Qual é o lugar da finitude nessa dinâmica?
Luiz Felipe Reis: 
A peça como um todo é uma espécie de ultra dilatação desses instantes que separam a compreensão de que se está morrendo e a morte. A partir daí comecei a ler e reler não só a obra literária e poética do Bolaño, mas também suas crônicas, notas, ensaios, entrevistas, conferências, certas etc.; e nesse mergulho compreendi que não buscaríamos representar Bolaño em cena, mas experimentar como o seu imaginário e sua criação poética afetariam um ator e ver o que o resultaria deste encontro.

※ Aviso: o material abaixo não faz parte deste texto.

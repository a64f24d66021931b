use super::runner::EngineError;
use super::stats::{EndpointStats, ShardStats};
use crate::clock::Clock;
use crate::config::{Config, EndpointConfig};
use crate::delivery::{DeliveryWorker, WorkerDeps};
use crate::queue::{
    parse_shard_dir_name, run_persister, shard_dir_name, Batcher, BatcherError, ShardQueue,
    ShardRouter,
};
use crate::series::Sample;
use std::path::Path;
use std::sync::Arc;
use tokio::sync::{mpsc, watch};
use tokio::task::JoinHandle;
use tracing::{debug, info, warn};

/// Background tasks spawned for all endpoints.
#[derive(Default)]
pub(crate) struct EngineTasks {
    pub timers: Vec<JoinHandle<()>>,
    pub persisters: Vec<JoinHandle<()>>,
    pub workers: Vec<JoinHandle<()>>,
}

impl EngineTasks {
    pub fn abort_all(&self) {
        self.timers
            .iter()
            .chain(&self.persisters)
            .chain(&self.workers)
            .for_each(|handle| handle.abort());
    }
}

struct ShardHandle {
    index: usize,
    /// None for orphaned shards that are only drained
    batcher: Option<Arc<Batcher>>,
    queue: ShardQueue,
    stats: Arc<ShardStats>,
}

/// One endpoint's complete shard set.
pub(crate) struct EndpointPipeline {
    name: String,
    router: ShardRouter,
    shards: Vec<ShardHandle>,
    orphans: Vec<ShardHandle>,
}

impl EndpointPipeline {
    /// Opens every shard queue (running recovery) and spawns its timer,
    /// persist, and delivery tasks.
    pub async fn start(
        endpoint: &EndpointConfig,
        config: &Config,
        clock: Arc<dyn Clock>,
        deps: WorkerDeps,
        shutdown: &watch::Receiver<bool>,
        tasks: &mut EngineTasks,
    ) -> Result<Self, EngineError> {
        let dir = config.data_dir.join(&endpoint.name);
        tokio::fs::create_dir_all(&dir)
            .await
            .map_err(|source| EngineError::Io {
                path: dir.clone(),
                source,
            })?;

        let serialization = &config.serialization;
        let mut shards = Vec::with_capacity(endpoint.queue_count);

        for index in 0..endpoint.queue_count {
            let queue = open_queue(endpoint, &dir, index, serialization.segment_max_bytes).await?;
            let next_sequence = queue.next_sequence();
            let stats = Arc::new(ShardStats::default());

            let (sealed_tx, sealed_rx) = mpsc::channel(serialization.buffer_limit.max(1));
            let batcher = Arc::new(Batcher::new(
                index,
                serialization.max_signals_to_batch,
                serialization.batch_frequency,
                next_sequence,
                sealed_tx,
                clock.clone(),
            ));
            tasks
                .timers
                .push(tokio::spawn(batcher.clone().run_timer(shutdown.clone())));

            let persist_queue = queue.clone();
            let persist_stats = stats.clone();
            tasks.persisters.push(tokio::spawn(async move {
                let result = run_persister(
                    persist_queue,
                    sealed_rx,
                    |_, _| persist_stats.record_persisted(),
                    |_, samples| persist_stats.record_dropped_serialization(samples),
                )
                .await;
                if result.is_err() {
                    persist_stats.mark_degraded();
                }
            }));

            let worker = DeliveryWorker::new(endpoint, queue.clone(), deps.clone(), stats.clone());
            tasks.workers.push(tokio::spawn(worker.run(shutdown.clone())));

            shards.push(ShardHandle {
                index,
                batcher: Some(batcher),
                queue,
                stats,
            });
        }

        let mut orphans = Vec::new();
        for index in orphaned_shards(&dir, endpoint.queue_count)? {
            let queue = open_queue(endpoint, &dir, index, serialization.segment_max_bytes).await?;
            let depth = queue.stats().depth();
            if depth == 0 {
                debug!(endpoint = %endpoint.name, shard = index, "Orphaned shard directory is empty");
                continue;
            }

            warn!(
                endpoint = %endpoint.name,
                shard = index,
                pending = depth,
                queue_count = endpoint.queue_count,
                "Shard directory outside configured queue_count, draining it"
            );
            let stats = Arc::new(ShardStats::default());
            let worker = DeliveryWorker::new(endpoint, queue.clone(), deps.clone(), stats.clone())
                .drain_only();
            tasks.workers.push(tokio::spawn(worker.run(shutdown.clone())));
            orphans.push(ShardHandle {
                index,
                batcher: None,
                queue,
                stats,
            });
        }

        info!(
            endpoint = %endpoint.name,
            url = %endpoint.url,
            shards = shards.len(),
            orphans = orphans.len(),
            "Endpoint started"
        );

        Ok(Self {
            name: endpoint.name.clone(),
            router: ShardRouter::new(endpoint.queue_count),
            shards,
            orphans,
        })
    }

    pub fn name(&self) -> &str {
        &self.name
    }

    /// Routes a sample to its shard's batcher.
    pub async fn push(&self, sample: Sample) -> Result<(), BatcherError> {
        let shard = &self.shards[self.router.shard_of(&sample.series)];
        if shard.stats.is_degraded() {
            return Err(BatcherError::Closed(shard.index));
        }
        let Some(batcher) = &shard.batcher else {
            return Err(BatcherError::Closed(shard.index));
        };

        batcher.push(sample).await?;
        shard.stats.record_appended();
        Ok(())
    }

    /// Seals every partial batch and closes the persist channels.
    pub async fn close(&self) {
        for shard in &self.shards {
            if let Some(batcher) = &shard.batcher {
                match batcher.close().await {
                    Ok(Some(sequence)) => {
                        debug!(endpoint = %self.name, shard = shard.index, sequence, "Sealed partial batch on close")
                    }
                    Ok(None) => {}
                    Err(e) => {
                        warn!(endpoint = %self.name, shard = shard.index, error = %e, "Partial batch lost on close")
                    }
                }
            }
        }
    }

    pub fn stats(&self) -> EndpointStats {
        let shards = self
            .shards
            .iter()
            .map(|s| (s, false))
            .chain(self.orphans.iter().map(|s| (s, true)))
            .map(|(shard, drain_only)| {
                let queue = shard.queue.stats();
                shard.stats.snapshot(shard.index, drain_only, queue)
            })
            .collect();

        EndpointStats {
            name: self.name.clone(),
            shards,
        }
    }

    pub fn degraded_shards(&self) -> Vec<usize> {
        self.shards
            .iter()
            .chain(&self.orphans)
            .filter(|s| s.stats.is_degraded())
            .map(|s| s.index)
            .collect()
    }
}

async fn open_queue(
    endpoint: &EndpointConfig,
    dir: &Path,
    index: usize,
    segment_max_bytes: u64,
) -> Result<ShardQueue, EngineError> {
    ShardQueue::open(dir.join(shard_dir_name(index)), index, segment_max_bytes)
        .await
        .map_err(|source| EngineError::Queue {
            endpoint: endpoint.name.clone(),
            shard: index,
            source,
        })
}

/// Shard directories left over from a larger `queue_count`.
fn orphaned_shards(dir: &Path, queue_count: usize) -> Result<Vec<usize>, EngineError> {
    let io_err = |source: std::io::Error| EngineError::Io {
        path: dir.to_path_buf(),
        source,
    };

    let mut orphans = Vec::new();
    for entry in std::fs::read_dir(dir).map_err(io_err)? {
        let entry = entry.map_err(io_err)?;
        if !entry.file_type().map_err(io_err)?.is_dir() {
            continue;
        }
        if let Some(index) = entry.file_name().to_str().and_then(parse_shard_dir_name) {
            if index >= queue_count {
                orphans.push(index);
            }
        }
    }
    orphans.sort_unstable();
    Ok(orphans)
}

Qual era a busca a ser empreendida por você e Livera no processo?
Luiz Felipe Reis: 
O que me interessava era ver, através do processo, como as palavras e o imaginário do Bolaño afetavam um corpo e uma subjetividade. Então a cada texto, em cada cena, as palavras de Bolaño ressoavam de uma determinada forma no corpo-subjetividade do Renato e nos levavam a uma certa direção, a uma resposta, a uma forma de performatividade muito específica. Então não trabalhamos com a noção de representação. Eu raramente trabalho nessa chave. Gosto de trabalhar a partir de uma chave performativa algo dialética, isto é: colocar em relação – em jogo, em atrito – um texto e um ator e, a partir daí, ver o que resulta desta fricção, que faíscas, que energias e formas se manifestam, irrompem, e a partir daí, claro, vem todo o trabalho de modelar e ajustar as qualidades, os estados, os tempos, ritmos e sonoridades da atuação. Nesse sentido, o que resulta é um Bolaño indissociável do performer e da pessoa Renato Livera.

A que amálgama você e seu protagonista chegaram?
Luiz Felipe Reis: 
O corpo de Renato, sua personalidade, suas memórias, tudo é atravessado pelas palavras do Bolaño e resultam numa terceira coisa, que não é nem só Bolaño e nem só Renato, mas o resultado dessa transfusão de energias. Trabalhamos no deslizamento contínuo entre essas duas polaridades complementares, Bolaño e Renato, pessoa e personagem, assim como em outros deslizamentos, como o trânsito entre o narrar e o atuar, em que, ao longo da peça, o Renato acaba sendo uma espécie de “narrator”, deslizando entre narração, representação e livre performance. Acima de tudo, o que há em cena é um corpo e uma subjetividade mobilizados por diferentes ideias, palavras, imagens e sons que afirmam a necessidade vital da criação poética e artística para a existência humana. Se a criação, a fabulação e a imaginação não fossem fundamentais à saúde do psiquismo humano, certamente tais disposições já teriam desaparecido ao longo da evolução. Acredito em boa medida na perspectiva de (Johan) Huizinga (linguista holandês), que propõe que, mais do que homo sapiens, somos homo ludens. Seres animados e mobilizados pelas forças e vontades de criação, e pelo ardente desejo de sermos maravilhados e encantados, como propunha (o filósofo francês Georges) Bataille.

Luiz Felipe Reis também é autor e diretor de “A Inútil Biografia De Um Homem Qualquer” (2014) e “Estamos Indo Embora…” (2015),.